Yes, I understand there is only so far you can go using this route. But my bike cost me 140 (RRP 180).. I have fitted a sealed BB, a new seat, sealed bearing pedals (flats), new sussie forks (not top line, but better than original), new tyres (that really made the difference regards the ride). I am saving my pennies for s new groupset at the moment... and yes, there are only certain groupsets compatible with my bike... but whatever I get 'will' be an upgrade from the original.

It is all fine and dandy to say go spend over 700 for a good bike, but what if you do not have 500-1000... just then... just now?

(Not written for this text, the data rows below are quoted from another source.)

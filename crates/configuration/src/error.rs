use thiserror::Error;

#[derive(Error, Debug)]
pub enum ConfigError {
    #[error("Failed to load configuration from file: {0}")]
    LoadError(#[from] config::ConfigError),

    #[error("Configuration validation error: {0}")]
    ValidationError(String),

    #[error("Failed to initialize logging: {0}")]
    LoggingError(String),
}
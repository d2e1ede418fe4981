use serde::{Deserialize, Serialize};
use std::collections::BTreeSet;

/// Which direction of a metric counts as an improvement.
#[derive(Debug, Clone, Copy, PartialEq, Eq, Default, Serialize, Deserialize)]
pub enum Polarity {
    #[default]
    HigherIsBetter,
    LowerIsBetter,
}

impl Polarity {
    /// Returns true only if `candidate` strictly beats `incumbent`.
    ///
    /// Equal values never improve, which is what makes the first entity in
    /// input order win a tie.
    pub fn improves(&self, candidate: f64, incumbent: f64) -> bool {
        match self {
            Polarity::HigherIsBetter => candidate > incumbent,
            Polarity::LowerIsBetter => candidate < incumbent,
        }
    }

    /// Returns the opposite polarity.
    pub fn opposite(&self) -> Self {
        match self {
            Polarity::HigherIsBetter => Polarity::LowerIsBetter,
            Polarity::LowerIsBetter => Polarity::HigherIsBetter,
        }
    }
}

/// Per-metric polarity lookup. Metrics not listed are higher-is-better.
#[derive(Debug, Clone, Default, PartialEq, Eq, Serialize, Deserialize)]
pub struct PolarityTable {
    lower_is_better: BTreeSet<String>,
}

impl PolarityTable {
    pub fn new<I, S>(lower_is_better: I) -> Self
    where
        I: IntoIterator<Item = S>,
        S: Into<String>,
    {
        Self {
            lower_is_better: lower_is_better.into_iter().map(Into::into).collect(),
        }
    }

    pub fn polarity(&self, metric: &str) -> Polarity {
        if self.lower_is_better.contains(metric) {
            Polarity::LowerIsBetter
        } else {
            Polarity::HigherIsBetter
        }
    }

    /// Marks one more metric as lower-is-better.
    pub fn insert(&mut self, metric: impl Into<String>) {
        self.lower_is_better.insert(metric.into());
    }

    pub fn lower_is_better(&self) -> impl Iterator<Item = &str> {
        self.lower_is_better.iter().map(String::as_str)
    }
}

I also think... that it is how you look after a bike... even a cheap peice of crap. If you ask how to lube it... and get involved in maintaining it, even the cheapest bikes will last for ages. Your 2000 marvels will soon be run into the floor if they are not maintained. I recently passed a Marin with flat tyres, a rusty chain... seat to low... and I just cruised past him on my peice of crap. Also... think on this. If I bussed to work it would cost me 200 a year... if I can get a bike for 80 and I get 12 months out of it without maintenance... I have saved money, and just to be PC... I have NO carbon footprint. This is commuting of course.

My point is... do not be to judgemental over this... If you are a hardcore cyclist, then of course you need the lightest most wonderful bike on the planet, epsecially if you are racing or other sportive activities. If you want a bike to tootle about, or get to work.. you can get by with anything. But you are BOTH cyclist.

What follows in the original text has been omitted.